Dear Donald
Dear Donald

Dear President Trump

Let's talk about loyalty.

Dear President Trump

Dear President Trump,

Hello. You do not know me. And despite all the coverage on you in the media, I do not know you. I only know what I think of you, what I have been allowed to see. And let me just say, I am not exactly pleased with what I have seen. In my eyes, you perpetrate Islamophobia, misogyny, racism, and hypocrisy among a variety of other errors. It makes it exceedingly difficult to trust you in a position of power, to trust you to make decisions that are in the best interest for our nation.

In this vein, I deeply understand why many individuals in your administration find it difficult to maintain a sense of loyalty to you.

Loyalty is defined as the state of showing constant support and allegiance to an institution or person. For you, President Trump, loyalty seems to be the end all, be all. You yourself have been quoted as saying, "You can't hire loyalty. [...] The thing I really look for though, over the longer term, is loyalty." Counselor to the President Kellyanne Conway is also quoted as stating that you "[expect] people who are serving in his administration to be loyal to the country and to be loyal to the administration." These are concerning statements.

In early May when FBI Director Comey was fired, it was said that an issue of loyalty came into play. Comey, who was investigating the Trump campaign's potential ties with Russia, was clear in his intent to continue his investigation no matter the amount of time it took or the President's desire for it to end. The circumstances of his firing were suspicious, with no concrete answer as to why he was fired coming from the White House or Trump, simply a cacophony of different excuses. It became hard to tell fact from fiction and know the true story behind Comey's firing, and whether it was truly due to a supposed lack of morale or rather was related to the investigation he was conducting.

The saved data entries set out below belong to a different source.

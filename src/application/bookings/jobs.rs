//! Background tasks that move bookings along their lifecycle.
//!
//! Two independent loops share the process:
//! - Confirmed bookings whose end date has passed become Completed.
//! - Pending bookings left unanswered past the timeout become Cancelled.
//!
//! Both updates are single bulk statements, so a run is idempotent and
//! safe to repeat or to trigger manually.

use std::sync::Arc;

use chrono::{DateTime, Duration as ChronoDuration, Utc};
use tokio::task::JoinHandle;
use tokio::time::Duration;
use tracing::{debug, info, warn};

use crate::domain::{DomainResult, RepositoryProvider};
use crate::shared::shutdown::ShutdownSignal;

#[derive(Debug, Clone)]
pub struct BookingJobsConfig {
    pub complete_interval_secs: u64,
    pub stale_interval_secs: u64,
    /// Age after which an unanswered Pending booking is cancelled
    pub pending_timeout_hours: i64,
}

impl Default for BookingJobsConfig {
    fn default() -> Self {
        Self {
            complete_interval_secs: 3600,
            stale_interval_secs: 600,
            pending_timeout_hours: 24,
        }
    }
}

/// Counts from one run of both jobs
#[derive(Debug, Clone, Copy, Default, PartialEq, Eq)]
pub struct JobRunReport {
    pub completed: u64,
    pub cancelled: u64,
}

pub async fn complete_overdue_bookings(
    repos: &dyn RepositoryProvider,
    now: DateTime<Utc>,
) -> DomainResult<u64> {
    let completed = repos.bookings().complete_overdue(now.date_naive()).await?;
    if completed > 0 {
        info!(count = completed, "Completed overdue bookings");
        metrics::counter!("bookings_auto_completed_total").increment(completed);
    }
    Ok(completed)
}

pub async fn cancel_stale_bookings(
    repos: &dyn RepositoryProvider,
    now: DateTime<Utc>,
    timeout_hours: i64,
) -> DomainResult<u64> {
    let cutoff = now - ChronoDuration::hours(timeout_hours);
    let cancelled = repos.bookings().cancel_stale(cutoff).await?;
    if cancelled > 0 {
        info!(count = cancelled, %cutoff, "Cancelled stale pending bookings");
        metrics::counter!("bookings_auto_cancelled_total").increment(cancelled);
    }
    Ok(cancelled)
}

/// Runs both jobs once.
pub async fn run_booking_jobs(
    repos: &dyn RepositoryProvider,
    now: DateTime<Utc>,
    config: &BookingJobsConfig,
) -> DomainResult<JobRunReport> {
    Ok(JobRunReport {
        completed: complete_overdue_bookings(repos, now).await?,
        cancelled: cancel_stale_bookings(repos, now, config.pending_timeout_hours).await?,
    })
}

/// Spawn both periodic jobs; they stop when `shutdown` fires.
pub fn start_booking_jobs(
    repos: Arc<dyn RepositoryProvider>,
    shutdown: ShutdownSignal,
    config: BookingJobsConfig,
) -> Vec<JoinHandle<()>> {
    let completion = {
        let repos = repos.clone();
        let shutdown = shutdown.clone();
        let every = config.complete_interval_secs.max(1);
        tokio::spawn(async move {
            info!(check_interval = every, "Booking completion task started");
            let mut interval = tokio::time::interval(Duration::from_secs(every));

            loop {
                tokio::select! {
                    _ = interval.tick() => {
                        debug!("Checking for overdue bookings");
                        if let Err(e) = complete_overdue_bookings(repos.as_ref(), Utc::now()).await {
                            warn!(error = %e, "Booking completion run failed");
                        }
                    }
                    _ = shutdown.notified().wait() => break,
                }
            }

            info!("Booking completion task stopped");
        })
    };

    let every = config.stale_interval_secs.max(1);
    let timeout_hours = config.pending_timeout_hours;
    let stale = tokio::spawn(async move {
        info!(check_interval = every, timeout_hours, "Stale booking task started");
        let mut interval = tokio::time::interval(Duration::from_secs(every));

        loop {
            tokio::select! {
                _ = interval.tick() => {
                    debug!("Checking for stale pending bookings");
                    if let Err(e) = cancel_stale_bookings(repos.as_ref(), Utc::now(), timeout_hours).await {
                        warn!(error = %e, "Stale booking run failed");
                    }
                }
                _ = shutdown.notified().wait() => break,
            }
        }

        info!("Stale booking task stopped");
    });

    vec![completion, stale]
}

#[cfg(test)]
mod tests {
    use super::*;
    use crate::application::test_support::{customer, repos, staff, today, vehicle};
    use crate::domain::booking::{BookingStatus, DateRange, NewBooking, PaymentMethod};
    use chrono::NaiveTime;
    use rust_decimal::Decimal;

    async fn book(
        repos: &Arc<dyn RepositoryProvider>,
        customer_id: i32,
        vehicle_id: i32,
        start: chrono::NaiveDate,
        end: chrono::NaiveDate,
    ) -> i32 {
        repos
            .bookings()
            .create(NewBooking {
                customer_id,
                vehicle_id,
                range: DateRange::new(start, end).unwrap(),
                total_price: Decimal::from(100),
                payment_method: PaymentMethod::Cash,
                notes: None,
            })
            .await
            .unwrap()
            .id
    }

    async fn status(repos: &Arc<dyn RepositoryProvider>, id: i32) -> BookingStatus {
        repos.bookings().find_by_id(id).await.unwrap().unwrap().status
    }

    fn noon(date: chrono::NaiveDate) -> DateTime<Utc> {
        date.and_time(NaiveTime::from_hms_opt(12, 0, 0).unwrap()).and_utc()
    }

    #[tokio::test]
    async fn completes_confirmed_bookings_after_end_date() {
        let repos = repos().await;
        let (_, profile) = customer(&repos, "lina", true).await;
        let v = vehicle(&repos, "40-1000", 50).await;
        let start = today();
        let id = book(&repos, profile.id, v.id, start, start + ChronoDuration::days(2)).await;

        let mut booking = repos.bookings().find_by_id(id).await.unwrap().unwrap();
        booking.approve().unwrap();
        repos.bookings().update(booking).await.unwrap();

        let on_last_day = noon(start + ChronoDuration::days(2));
        assert_eq!(complete_overdue_bookings(repos.as_ref(), on_last_day).await.unwrap(), 0);
        assert_eq!(status(&repos, id).await, BookingStatus::Confirmed);

        let day_after = noon(start + ChronoDuration::days(3));
        assert_eq!(complete_overdue_bookings(repos.as_ref(), day_after).await.unwrap(), 1);
        assert_eq!(status(&repos, id).await, BookingStatus::Completed);
    }

    #[tokio::test]
    async fn cancels_pending_bookings_after_timeout() {
        let repos = repos().await;
        let (_, profile) = customer(&repos, "lina", true).await;
        let v = vehicle(&repos, "40-1000", 50).await;
        let id = book(&repos, profile.id, v.id, today(), today()).await;

        let soon = Utc::now() + ChronoDuration::hours(23);
        assert_eq!(cancel_stale_bookings(repos.as_ref(), soon, 24).await.unwrap(), 0);

        let later = Utc::now() + ChronoDuration::hours(25);
        assert_eq!(cancel_stale_bookings(repos.as_ref(), later, 24).await.unwrap(), 1);
        assert_eq!(status(&repos, id).await, BookingStatus::Cancelled);
    }

    #[tokio::test]
    async fn run_reports_both_counts() {
        let repos = repos().await;
        staff(&repos, "admin").await;
        let report = run_booking_jobs(repos.as_ref(), Utc::now(), &BookingJobsConfig::default())
            .await
            .unwrap();
        assert_eq!(report, JobRunReport::default());
    }

    #[tokio::test]
    async fn tasks_stop_on_shutdown() {
        let repos = repos().await;
        let shutdown = ShutdownSignal::new();
        let tasks = start_booking_jobs(
            repos,
            shutdown.clone(),
            BookingJobsConfig {
                complete_interval_secs: 3600,
                stale_interval_secs: 3600,
                pending_timeout_hours: 24,
            },
        );
        assert_eq!(tasks.len(), 2);

        tokio::time::sleep(Duration::from_millis(50)).await;
        assert!(tasks.iter().all(|t| !t.is_finished()));

        shutdown.trigger();
        for task in tasks {
            tokio::time::timeout(Duration::from_secs(5), task)
                .await
                .expect("job loop did not stop after shutdown")
                .unwrap();
        }
    }
}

A similar situation which happened before this was the firing of former Acting US Attorney General Sally Yates, who was fired following her refusal to support the immigration ban earlier this year. In a statement regarding this decision, it was stated that Yates "betrayed" the Department of Justice. However, in Yates' own words, she took an oath “support and defend the Constitution of the United States,” not the President. How exactly did she betray you, Mr. President? Did she reveal sensitive information to Russia? Did she steal millions of dollars from the government? No, she did none of that. All of those would be in the vein of disloyalty, even treason. Rather, she simple stated that to her the ban you were attempting to implement was unconstitutional, and as such she could not give it her support.

Loyalty may be a necessary trait in the business world, President Trump. After all, when dealing with endless competition from a variety of courses and constantly attempting to keep ahead of what they are doing, it can be hard to trust those around you to remain loyal. If one person is not loyal, millions could be lost. But the White House is not a business. You cannot simply fire those who are not loyal, because it is not in their job description to be loyal to you. Their job is to be part of the system of checks and balances which works to prevent total control from falling into one individual's hands.

Furthermore, their job is to protect the Constitution of the United States of America. If to do that they have to investigate a potential collusion with Russia or not support an immigration ban they think is unconstitutional, so be it. That is literally their job. They are not here to serve you blindly. They are not here to be loyal. Their loyalty lies to the nation, not you. The sooner you realize this, the better.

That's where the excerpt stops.